■ **Task**: From the data below, copy each line that includes the word "context".

■ **Data provided**:
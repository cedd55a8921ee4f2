use std::path::{Path, PathBuf};

use chrono::{DateTime, Utc};
use serde::{Deserialize, Serialize};

/// A registered project directory.
///
/// Projects are identified by their absolute root path. Entering the root or
/// any directory below it activates the `.env` file found at the root.
#[derive(Debug, Clone, Serialize, Deserialize, PartialEq, Eq)]
pub struct Project {
    /// Absolute path to the project root.
    pub path: PathBuf,
    pub name: Option<String>,
    pub created_at: DateTime<Utc>,
    pub updated_at: DateTime<Utc>,
}

impl Project {
    /// Name shown in listings; `-` when the project was registered without one.
    pub fn display_name(&self) -> &str {
        self.name.as_deref().unwrap_or("-")
    }

    /// Whether `dir` is the project root or lies below it.
    ///
    /// The comparison is component-wise, so `/a/b` contains `/a/b/c` but
    /// not `/a/bc`.
    pub fn contains(&self, dir: &Path) -> bool {
        dir.starts_with(&self.path)
    }
}

/// Input for registering (or re-registering) a project.
#[derive(Debug, Clone, Serialize, Deserialize)]
pub struct RegisterProjectInput {
    pub path: PathBuf,
    pub name: Option<String>,
}

/// A registry row as exchanged with the remote replica, tombstones included.
#[derive(Debug, Clone, Serialize, Deserialize, PartialEq, Eq)]
pub struct ProjectRecord {
    pub path: String,
    pub name: Option<String>,
    pub created_at: DateTime<Utc>,
    pub updated_at: DateTime<Utc>,
    /// Set when the project was forgotten.
    pub deleted_at: Option<DateTime<Utc>>,
}
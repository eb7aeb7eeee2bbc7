//! Installer/Updater: the install, managed-update, and uninstall state
//! machines that take Piri from "binary and config" to "running, supervised
//! service" and back (spec §4.4).
//!
//! Every procedure here is built on three narrower seams owned by sibling
//! crates: [`piri_fs::FsManager`] for journaled, rollback-capable filesystem
//! mutations, [`piri_service::ServiceManager`] for supervisor interaction,
//! and [`piri_release::ReleaseClient`] for fetching and verifying upstream
//! releases. This crate's job is sequencing those primitives into the
//! exact state machines the spec describes and translating their failures
//! into rollback.

mod context;
mod error;
mod install;
mod paths;
mod prereqs;
mod status;
mod unit;
mod uninstall;
mod update;

pub use context::InstallContext;
pub use error::InstallerError;
pub use install::{InstallRequest, install};
pub use paths::PathConfig;
pub use prereqs::{check_install_prereqs, check_update_prereqs};
pub use status::{HttpNodeStatusClient, NodeStatus, NodeStatusClient};
pub use uninstall::uninstall;
pub use unit::{UnitFile, UnitRenderer};
pub use update::{UpdateOutcome, UpdateRequest, run_managed_update};
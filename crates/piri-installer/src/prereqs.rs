use std::path::PathBuf;

use piri_environment::{HostEnvironment, InitSystem, Platform};
use piri_fs::FsManager;
use piri_process::Executor;
use piri_service::{ServiceManager, UnitState};

use crate::error::InstallerError;
use crate::paths::PathConfig;

/// Install prerequisite checks (spec §4.4 step 1): host OS matches the
/// target, a supervisor is present, the caller has sufficient privilege,
/// none of the named units is currently active, and (unless `force`) none
/// of the enumerated destination files already exists.
pub fn check_install_prereqs<E: Executor>(
    env: &HostEnvironment,
    target_platform: &Platform,
    service: &ServiceManager<E>,
    units: &[&str],
    destinations: &[PathBuf],
    force: bool,
) -> Result<(), InstallerError> {
    check_host_and_privilege(env, target_platform)?;

    for unit in units {
        if service.is_active(unit)? == UnitState::Active {
            return Err(InstallerError::UnitStillRunning(unit.to_string()));
        }
    }

    if !force {
        let fs = FsManager::new();
        fs.check_existing_files(destinations)?;
    }

    Ok(())
}

fn check_host_and_privilege(env: &HostEnvironment, target_platform: &Platform) -> Result<(), InstallerError> {
    if &env.platform != target_platform {
        return Err(InstallerError::PlatformUnsupported {
            host: env.platform.to_string(),
            target: target_platform.to_string(),
        });
    }
    if env.init_system != InitSystem::Systemd {
        return Err(InstallerError::SupervisorMissing);
    }
    if !env.has_sufficient_privilege() {
        return Err(InstallerError::NotPrivileged);
    }
    Ok(())
}

/// Managed-update prerequisites (spec §4.4 managed update step 1): host +
/// supervisor as for install, plus the existing layout must already be a
/// managed installation — `bin/current` must resolve to a real directory.
pub fn check_update_prereqs(env: &HostEnvironment, target_platform: &Platform, paths: &PathConfig) -> Result<(), InstallerError> {
    check_host_and_privilege(env, target_platform)?;

    let bin_current = paths.bin_current();
    if std::fs::read_link(&bin_current).is_err() {
        return Err(InstallerError::NotManaged(format!(
            "{} is not a symlink; this host has no managed installation",
            bin_current.display()
        )));
    }
    Ok(())
}
//! FS-Manager: scoped filesystem mutations as a composable unit with
//! guaranteed best-effort cleanup on failure (spec §4.1).
//!
//! This is *not* a transaction — partial work can be observed; rollback
//! undoes only what the journal recorded, in reverse insertion order,
//! removing journaled files before journaled directories. Every operation
//! either records its artifact in the journal and returns success, or
//! returns an error and leaves the journal untouched.
//!
//! Callers must own their [`FsManager`] instance — it carries no internal
//! synchronization (spec §5: "no concurrency guarantees... installer uses
//! a fresh instance per procedure").

use std::fs;
use std::io;
use std::path::{Path, PathBuf};

use thiserror::Error;

#[derive(Debug, Error)]
pub enum FsError {
    #[error("io error at {path}: {source}")]
    Io { path: PathBuf, source: io::Error },
    #[error("{path} exists and is not a symlink")]
    PathConflict { path: PathBuf },
    #[error("{} path(s) already exist: {}", .0.len(), join_paths(.0))]
    AlreadyExists(Vec<PathBuf>),
    #[error("rollback encountered {} error(s): {}", .0.len(), join_errors(.0))]
    RollbackFailed(Vec<FsError>),
}

fn join_paths(paths: &[PathBuf]) -> String {
    paths.iter().map(|p| p.display().to_string()).collect::<Vec<_>>().join(", ")
}

fn join_errors(errors: &[FsError]) -> String {
    errors.iter().map(|e| e.to_string()).collect::<Vec<_>>().join("; ")
}

fn io_err(path: &Path, source: io::Error) -> FsError {
    FsError::Io { path: path.to_path_buf(), source }
}

/// What a journal entry records, so rollback knows whether to remove a
/// file or a directory, and in which phase.
#[derive(Debug, Clone)]
enum JournalEntry {
    File(PathBuf),
    Directory(PathBuf),
}

/// Performs journaled filesystem mutations; `rollback()` undoes them in
/// reverse order, files first, then directories (spec §4.1).
#[derive(Debug, Default)]
pub struct FsManager {
    journal: Vec<JournalEntry>,
}

impl FsManager {
    pub fn new() -> Self {
        Self { journal: Vec::new() }
    }

    /// Idempotent: creates `path` and any missing parents. Records `path`
    /// in the journal.
    pub fn create_directory(&mut self, path: &Path, mode: u32) -> Result<(), FsError> {
        fs::create_dir_all(path).map_err(|e| io_err(path, e))?;
        set_mode(path, mode)?;
        self.journal.push(JournalEntry::Directory(path.to_path_buf()));
        Ok(())
    }

    /// Overwrite-if-exists. Records `path` in the journal.
    pub fn write_file(&mut self, path: &Path, bytes: &[u8], mode: u32) -> Result<(), FsError> {
        if let Some(parent) = path.parent() {
            fs::create_dir_all(parent).map_err(|e| io_err(parent, e))?;
        }
        fs::write(path, bytes).map_err(|e| io_err(path, e))?;
        set_mode(path, mode)?;
        self.journal.push(JournalEntry::File(path.to_path_buf()));
        Ok(())
    }

    /// Read-then-write. Records `dst` in the journal.
    pub fn copy_file(&mut self, src: &Path, dst: &Path, mode: u32) -> Result<(), FsError> {
        let bytes = fs::read(src).map_err(|e| io_err(src, e))?;
        self.write_file(dst, &bytes, mode)
    }

    /// If `link` exists and is a symlink, removes it first. If `link`
    /// exists and is *not* a symlink, fails with `PathConflict`.
    pub fn create_symlink(&mut self, target: &Path, link: &Path) -> Result<(), FsError> {
        if let Ok(meta) = fs::symlink_metadata(link) {
            if meta.file_type().is_symlink() {
                fs::remove_file(link).map_err(|e| io_err(link, e))?;
            } else {
                return Err(FsError::PathConflict { path: link.to_path_buf() });
            }
        }
        if let Some(parent) = link.parent() {
            fs::create_dir_all(parent).map_err(|e| io_err(parent, e))?;
        }
        symlink(target, link).map_err(|e| io_err(link, e))?;
        self.journal.push(JournalEntry::File(link.to_path_buf()));
        Ok(())
    }

    /// Reads the current target of `link` (`None` if absent), removes it,
    /// then creates a new symlink to `new_target`. If creation fails after
    /// removal, attempts to restore `old_target`. Returns the old target
    /// and a closure that re-applies the prior state when invoked.
    pub fn update_symlink_atomic(
        &mut self,
        link: &Path,
        new_target: &Path,
    ) -> Result<(Option<PathBuf>, SymlinkRollback), FsError> {
        let old_target = fs::read_link(link).ok();

        if fs::symlink_metadata(link).is_ok() {
            fs::remove_file(link).map_err(|e| io_err(link, e))?;
        }

        if let Err(create_err) = symlink(new_target, link) {
            if let Some(ref old) = old_target {
                // Best-effort restore; surface the original creation error either way.
                let _ = symlink(old, link);
            }
            return Err(io_err(link, create_err));
        }

        self.journal.push(JournalEntry::File(link.to_path_buf()));

        let rollback = SymlinkRollback { link: link.to_path_buf(), old_target: old_target.clone() };
        Ok((old_target, rollback))
    }

    /// Aggregates an error listing every path in `paths` that already
    /// exists (used by the installer's "force" gate, spec §4.4 step 1).
    pub fn check_existing_files(&self, paths: &[PathBuf]) -> Result<(), FsError> {
        let existing: Vec<PathBuf> =
            paths.iter().filter(|p| fs::symlink_metadata(p).is_ok()).cloned().collect();
        if existing.is_empty() { Ok(()) } else { Err(FsError::AlreadyExists(existing)) }
    }

    /// Recursively chowns `path` to `user` (spec §4.1 — "so the service
    /// user can read its own state").
    #[cfg(unix)]
    pub fn set_ownership(&self, path: &Path, user: &str) -> Result<(), FsError> {
        let user = nix::unistd::User::from_name(user)
            .map_err(|e| io_err(path, io::Error::other(e)))?
            .ok_or_else(|| io_err(path, io::Error::other(format!("unknown user {user:?}"))))?;
        chown_recursive(path, user.uid, user.gid)
    }

    #[cfg(not(unix))]
    pub fn set_ownership(&self, _path: &Path, _user: &str) -> Result<(), FsError> {
        Ok(())
    }

    /// Removes journaled files, then directories, in reverse insertion
    /// order. Aggregates every error encountered rather than stopping at
    /// the first; never re-raises early. Rollback never deletes items not
    /// in the journal.
    pub fn rollback(&mut self) -> Result<(), FsError> {
        let mut errors = Vec::new();

        for entry in self.journal.iter().rev() {
            if let JournalEntry::File(path) = entry
                && fs::symlink_metadata(path).is_ok()
                && let Err(e) = fs::remove_file(path)
            {
                errors.push(io_err(path, e));
            }
        }
        for entry in self.journal.iter().rev() {
            if let JournalEntry::Directory(path) = entry
                && path.exists()
            {
                // Only remove if empty — a directory with surviving
                // siblings (not all journaled) must not be torn down.
                match fs::remove_dir(path) {
                    Ok(()) => {}
                    Err(e) if is_not_empty(&e) => {}
                    Err(e) => errors.push(io_err(path, e)),
                }
            }
        }

        self.journal.clear();

        if errors.is_empty() { Ok(()) } else { Err(FsError::RollbackFailed(errors)) }
    }
}

fn is_not_empty(e: &io::Error) -> bool {
    // `DirectoryNotEmpty` is unstable as an `ErrorKind` variant on some
    // toolchains; match by raw OS error (ENOTEMPTY = 39 on Linux) too.
    e.raw_os_error() == Some(39)
}

/// A closure-like handle that restores a symlink's prior target (or prior
/// absence) when invoked (spec §4.1 `update_symlink_atomic`).
pub struct SymlinkRollback {
    link: PathBuf,
    old_target: Option<PathBuf>,
}

impl SymlinkRollback {
    pub fn apply(self) -> Result<(), FsError> {
        if fs::symlink_metadata(&self.link).is_ok() {
            fs::remove_file(&self.link).map_err(|e| io_err(&self.link, e))?;
        }
        if let Some(old) = &self.old_target {
            symlink(old, &self.link).map_err(|e| io_err(&self.link, e))?;
        }
        Ok(())
    }
}

#[cfg(unix)]
fn symlink(target: &Path, link: &Path) -> io::Result<()> {
    std::os::unix::fs::symlink(target, link)
}

#[cfg(not(unix))]
fn symlink(target: &Path, link: &Path) -> io::Result<()> {
    std::os::windows::fs::symlink_file(target, link)
}

#[cfg(unix)]
fn set_mode(path: &Path, mode: u32) -> Result<(), FsError> {
    use std::os::unix::fs::PermissionsExt;
    fs::set_permissions(path, fs::Permissions::from_mode(mode)).map_err(|e| io_err(path, e))
}

#[cfg(not(unix))]
fn set_mode(_path: &Path, _mode: u32) -> Result<(), FsError> {
    Ok(())
}

#[cfg(unix)]
fn chown_recursive(path: &Path, uid: nix::unistd::Uid, gid: nix::unistd::Gid) -> Result<(), FsError> {
    nix::unistd::chown(path, Some(uid), Some(gid)).map_err(|e| io_err(path, io::Error::other(e)))?;
    if path.is_dir() {
        for entry in fs::read_dir(path).map_err(|e| io_err(path, e))? {
            let entry = entry.map_err(|e| io_err(path, e))?;
            chown_recursive(&entry.path(), uid, gid)?;
        }
    }
    Ok(())
}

■ **Solution to the exercise**:
mod context;
pub use context::InstallContext;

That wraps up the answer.